E Paolino, chi lo ferma più? Al giro di boa mi è poco dietro, mi supera al 22 (“a vòi vàdder sag matt du or e desnov anch in dla secànda metè”), e alla fine arriva in 4.45, tre minuti davanti alla coppia benefica Alle-Simo (Simo alla fine sfoggia una stupenda chioma leggermente arricciata, da splendida trentenne). Personalmente, mi sto quasi addormentando, con qualche km fatto in 8 minuti (bè, è già un progresso non camminare, come accaduto nelle ultime tre quarantadue), quando al ristoro del km 40 vedo il collega Fabio Rossi, che abita qui, mi fotografa (un paio di immagini della collezione sono sue) e sprona: da quel momento, scendo addirittura sotto i 7’, e vorrà dire che nella prossima maratona Fabio verrà al 35 così mi sveglio prima.
Al traguardo (dopo aver superato lo sfottò di Nunzio, ultimo della 21, che dal suo pulpito mi rinfaccia il distacco da Paolino), ricevo una bella medaglia, finalmente di forma circolare e leggermente monarchica (ah, quel re bestemmiato e pianto che passava con la spada in pugno ed il cilicio al cristian petto!); è addirittura il presidente Gino (foto 5) a snocciolare microfonicamente tempi e prestazioni, Sergino a fotografarci tra soldati austriaci o piemontesi (foto 25); questo fino all’arrivo dei nomi storici dei supermaratoneti: ol Sindic mancato Simonazzi (foto 14), Alfio Polidori che a Santarcangelo vuole creare un museo del maratoneta (ma anche lui deve scontrarsi con sindaci ignavi per non dire ignoranti del fenomeno); la grande fornaia di Cernusco Rita Zanaboni (foto 9, col mitico Paolino), fino all’ultima, la bolognese targata BG Marina Mocellin.
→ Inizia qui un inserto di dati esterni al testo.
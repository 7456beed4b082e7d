//! Handler factories and the endpoint registry.
//!
//! The registry is an explicit builder constructed at startup and
//! passed into the router constructor; handler types are not a
//! process-global table and nothing registers itself at load time.

use std::collections::HashMap;
use std::sync::Arc;

use async_trait::async_trait;
use axum::body::Body;
use axum::http::Request;
use axum::response::Response;
use thiserror::Error;

use crate::config::{EndpointConfig, Settings};

#[derive(Debug, Error)]
pub enum BuildError {
    #[error("invalid endpoint `{path}`: {reason}")]
    InvalidSpec { path: String, reason: String },
}

impl BuildError {
    pub fn invalid_spec(path: impl Into<String>, reason: impl Into<String>) -> Self {
        Self::InvalidSpec {
            path: path.into(),
            reason: reason.into(),
        }
    }
}

/// A request processor created from an endpoint. One instance serves
/// all workers for its endpoint; per-request state stays on the stack.
#[async_trait]
pub trait RequestHandler: Send + Sync {
    async fn handle(&self, path_params: Vec<(String, String)>, request: Request<Body>)
    -> Response;
}

/// Creates handler instances for one `handler.type` value.
pub trait HandlerFactory: Send + Sync {
    /// The `type` string this factory serves.
    fn type_name(&self) -> &'static str;

    /// Build a handler instance for one endpoint.
    fn build(
        &self,
        settings: &Settings,
        endpoint: &EndpointConfig,
    ) -> Result<Arc<dyn RequestHandler>, BuildError>;
}

/// Type-name → factory mapping; written at startup, read thereafter.
#[derive(Default)]
pub struct HandlerRegistry {
    factories: HashMap<String, Arc<dyn HandlerFactory>>,
}

impl HandlerRegistry {
    pub fn new() -> Self {
        Self::default()
    }

    pub fn register(&mut self, factory: Arc<dyn HandlerFactory>) {
        self.factories
            .insert(factory.type_name().to_string(), factory);
    }

    pub fn with(mut self, factory: Arc<dyn HandlerFactory>) -> Self {
        self.register(factory);
        self
    }

    pub fn get(&self, type_name: &str) -> Option<Arc<dyn HandlerFactory>> {
        self.factories.get(type_name).cloned()
    }
}

#[cfg(test)]
mod tests {
    use super::*;
    use axum::http::StatusCode;
    use axum::response::IntoResponse;

    struct NullHandler;

    #[async_trait]
    impl RequestHandler for NullHandler {
        async fn handle(
            &self,
            _path_params: Vec<(String, String)>,
            _request: Request<Body>,
        ) -> Response {
            StatusCode::NO_CONTENT.into_response()
        }
    }

    struct NullFactory;

    impl HandlerFactory for NullFactory {
        fn type_name(&self) -> &'static str {
            "null"
        }

        fn build(
            &self,
            _settings: &Settings,
            _endpoint: &EndpointConfig,
        ) -> Result<Arc<dyn RequestHandler>, BuildError> {
            Ok(Arc::new(NullHandler))
        }
    }

    #[test]
    fn registry_resolves_factories_by_type_name() {
        let registry = HandlerRegistry::new().with(Arc::new(NullFactory));
        assert!(registry.get("null").is_some());
        assert!(registry.get("sql").is_none());
    }
}
//! Cache storage backends.
//!
//! TTL semantics are authoritative on the store: `get` refuses expired
//! entries and `set` applies the default TTL when given zero. The trait
//! is the seam for swapping the in-memory store for a distributed one
//! without touching the middleware.

use std::collections::HashMap;
use std::time::{Duration, Instant};

use async_trait::async_trait;
use bytes::Bytes;
use thiserror::Error;
use tokio::sync::RwLock;

/// Default time-to-live applied when a TTL of zero is requested.
pub const DEFAULT_TTL: Duration = Duration::from_secs(5 * 60);

/// A cached response with its metadata.
#[derive(Debug, Clone)]
pub struct Entry {
    pub status: u16,
    /// Header pairs in insertion order; repeated names carry
    /// multi-valued headers.
    pub headers: Vec<(String, String)>,
    pub body: Bytes,
    pub expires_at: Instant,
}

impl Entry {
    pub fn new(status: u16, headers: Vec<(String, String)>, body: Bytes) -> Self {
        Self {
            status,
            headers,
            body,
            expires_at: Instant::now(),
        }
    }
}

#[derive(Debug, Error)]
pub enum StoreError {
    #[error("cache store unavailable: {0}")]
    Unavailable(String),
}

/// Storage backend contract for the response cache.
#[async_trait]
pub trait CacheStore: Send + Sync {
    /// Retrieve an entry; absent and expired entries both return `None`.
    async fn get(&self, key: &str) -> Result<Option<Entry>, StoreError>;

    /// Store an entry; a zero TTL means [`DEFAULT_TTL`].
    async fn set(&self, key: &str, entry: Entry, ttl: Duration) -> Result<(), StoreError>;

    /// Remove a single entry.
    async fn delete(&self, key: &str) -> Result<(), StoreError>;

    /// Remove all entries.
    async fn clear(&self) -> Result<(), StoreError>;

    /// Drop every expired entry. `get` already honours expiry, so this
    /// only reclaims memory.
    async fn cleanup_expired(&self) -> Result<(), StoreError>;
}

/// In-memory reference implementation: a map behind a reader/writer lock.
#[derive(Default)]
pub struct MemoryStore {
    entries: RwLock<HashMap<String, Entry>>,
}

impl MemoryStore {
    pub fn new() -> Self {
        Self::default()
    }
}

#[async_trait]
impl CacheStore for MemoryStore {
    async fn get(&self, key: &str) -> Result<Option<Entry>, StoreError> {
        let entries = self.entries.read().await;
        Ok(entries
            .get(key)
            .filter(|entry| Instant::now() < entry.expires_at)
            .cloned())
    }

    async fn set(&self, key: &str, mut entry: Entry, ttl: Duration) -> Result<(), StoreError> {
        let ttl = if ttl.is_zero() { DEFAULT_TTL } else { ttl };
        entry.expires_at = Instant::now() + ttl;
        self.entries.write().await.insert(key.to_string(), entry);
        Ok(())
    }

    async fn delete(&self, key: &str) -> Result<(), StoreError> {
        self.entries.write().await.remove(key);
        Ok(())
    }

    async fn clear(&self) -> Result<(), StoreError> {
        self.entries.write().await.clear();
        Ok(())
    }

    async fn cleanup_expired(&self) -> Result<(), StoreError> {
        let now = Instant::now();
        self.entries
            .write()
            .await
            .retain(|_, entry| now < entry.expires_at);
        Ok(())
    }
}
Doccia, pranzo con musical come a Nashville, e siccome manifesto il desiderio di visitare i luoghi dell’eroismo, sono indirizzato alle due massime autorità in materia, Righi e Tòtaro, che in una amabile conversazione mi istruiscono, non solo sui meriti sportivi recenti di Bruno Migliorini cui è dedicata un’ala dell’edificio (foto 8), ma sull’eroismo antico del docente Leopoldo Pilla, sulla resistenza alla Corte spagnola e alla Rocca di Montanara, e la disposizione “alla bersagliera” degli studenti davanti all’odierno municipio di Curtatone. E alla fine mi promettono che l’anno prossimo Mantova potrebbe entrare anche in questa maratona.
Ce ne andiamo appagati, ma non si può partire senza un’escursione, di un paio di km di raggio, nei luoghi storici. E ci salutiamo col Poeta: “arse di gloria, rossa nel tramonto – l’ampia distesa del lombardo piano… A quella polve eroica fremente, - a questa luce angelica esultante – rendi la patria, Dio; rendi l’Italia – a gl’Italiani”.